Sanaa, Yemen – A Houthi drone attack has killed at least five Yemeni soldiers and wounded several senior officers from the Yemeni army, including the country’s chief of staff, a government official and Houthi spokesperson told Al Jazeera.

Thursday’s attack on a military parade at the al-Anad military base wounded at least 20 military personnel, the official said, including Mohammad Saleh Tamah, the head of Yemen’s Intelligence Service, Mohammad Jawas, a senior military commander and Ahmed al-Turki, the governor of Lahij province.

Abdul Guddoos al-Shahari, a spokesperson for the Houthis, told Al Jazeera that the Yemeni army’s chief of staff, Abdullah Al-Nakhee, was also wounded in the attack.

“Our intelligence intercepted communications between the enemy commanders in which they mentioned that the chief of staff was wounded,” al-Shahari said.

He added that drone carried between 70 and 100 kilogrammes of explosives, and was detonated while flying over the main stage of the military parade after an “accurate surveillance of the enemy commanders’ movements”.

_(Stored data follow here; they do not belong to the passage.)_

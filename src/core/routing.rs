//! Route-derived context for the board and the task panel query strings.

use crate::error::ConfigError;

pub const PROJECT_ID_PARAM: &str = "projectId";

/// Which task panel a query string asks for.
#[derive(Debug, Clone, Copy, PartialEq, Eq)]
pub enum TaskPanel {
    View,
    Edit,
}

impl TaskPanel {
    pub fn query_param(&self) -> &'static str {
        match self {
            TaskPanel::View => "viewTask",
            TaskPanel::Edit => "editTask",
        }
    }
}

/// Project the board shows and the path task links are built on.
#[derive(Debug, Clone, PartialEq, Eq)]
pub struct ViewContext {
    pub project_id: String,
    pub current_path: String,
}

impl ViewContext {
    /// Builds the context from route parameters. A missing or empty
    /// `projectId` means the page was mounted on a route without it.
    pub fn from_route<F>(param: F, current_path: impl Into<String>) -> Result<Self, ConfigError>
    where
        F: Fn(&str) -> Option<String>,
    {
        let project_id = param(PROJECT_ID_PARAM)
            .filter(|id| !id.is_empty())
            .ok_or(ConfigError::MissingRouteParam(PROJECT_ID_PARAM))?;
        Ok(Self { project_id, current_path: current_path.into() })
    }

    /// `<current_path>?viewTask=<id>` or `<current_path>?editTask=<id>`.
    pub fn task_target(&self, panel: TaskPanel, task_id: &str) -> String {
        format!("{}?{}={}", self.current_path, panel.query_param(), task_id)
    }

    /// Target that closes any open task panel.
    pub fn board_target(&self) -> &str {
        &self.current_path
    }
}

/// Task panel requested by the query string, `viewTask` winning over `editTask`.
pub fn requested_panel<F>(query: F) -> Option<(TaskPanel, String)>
where
    F: Fn(&str) -> Option<String>,
{
    [TaskPanel::View, TaskPanel::Edit].into_iter().find_map(|panel| {
        query(panel.query_param())
            .filter(|id| !id.is_empty())
            .map(|id| (panel, id))
    })
}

Abdul Malik Al-Houthi, the leader of the Houthi movement, had announced a strategy of using drones and ballistic missiles in 2017. The group is at war with a Saudi-UAE-led coalition which began its military campaign in Yemen in March 2015, after the Houthis overran the capital, Sanaa, in 2014. 

Since 2017, the rebels have launched several ballistic and drone attacks on neighbouring Saudi Arabia and forces in the country loyal to the Yemeni government.

The Houthi aligned al-Masirah TV network also confirmed the assault, adding it was targeting “invaders and mercenaries”.

However, a senior official from the Yemeni army tried to play down the injuries, saying the drone exploded a “far distance [away] and did not hurt anybody”

“We are all safe, our situations is good and our health is good,” General Thabit Jawas said in a widely circulated video.

However, videos circulating on social media appeared to show that the explosives detonated just metres above where Yemeni officials were seated, and in one video, an Yemeni officer appeared to be bleeding profusely from his torso.

The attack comes just a day after the UN Envoy for Yemen, Martin Griffiths, told the Security Council that a peace agreement in Sweden last month had brought a considerable de-escalation to the conflict.

Under the agreement, the first significant breakthrough in peace efforts since the war erupted in 2014, the Houthis were expected to withdraw from the strategic port city of Hodeidah and ease the siege on the southwestern city of Taiz.

The rebels said they would halt all drone and missile attacks, but tensions have risen recently over how to implement the UN-sponsored peace deal.

Both sides have accused each other of violating the agreement, and shortly after Thursday’s attack, fighter jets began hovering over the skies of the rebel-held capital, Sanaa.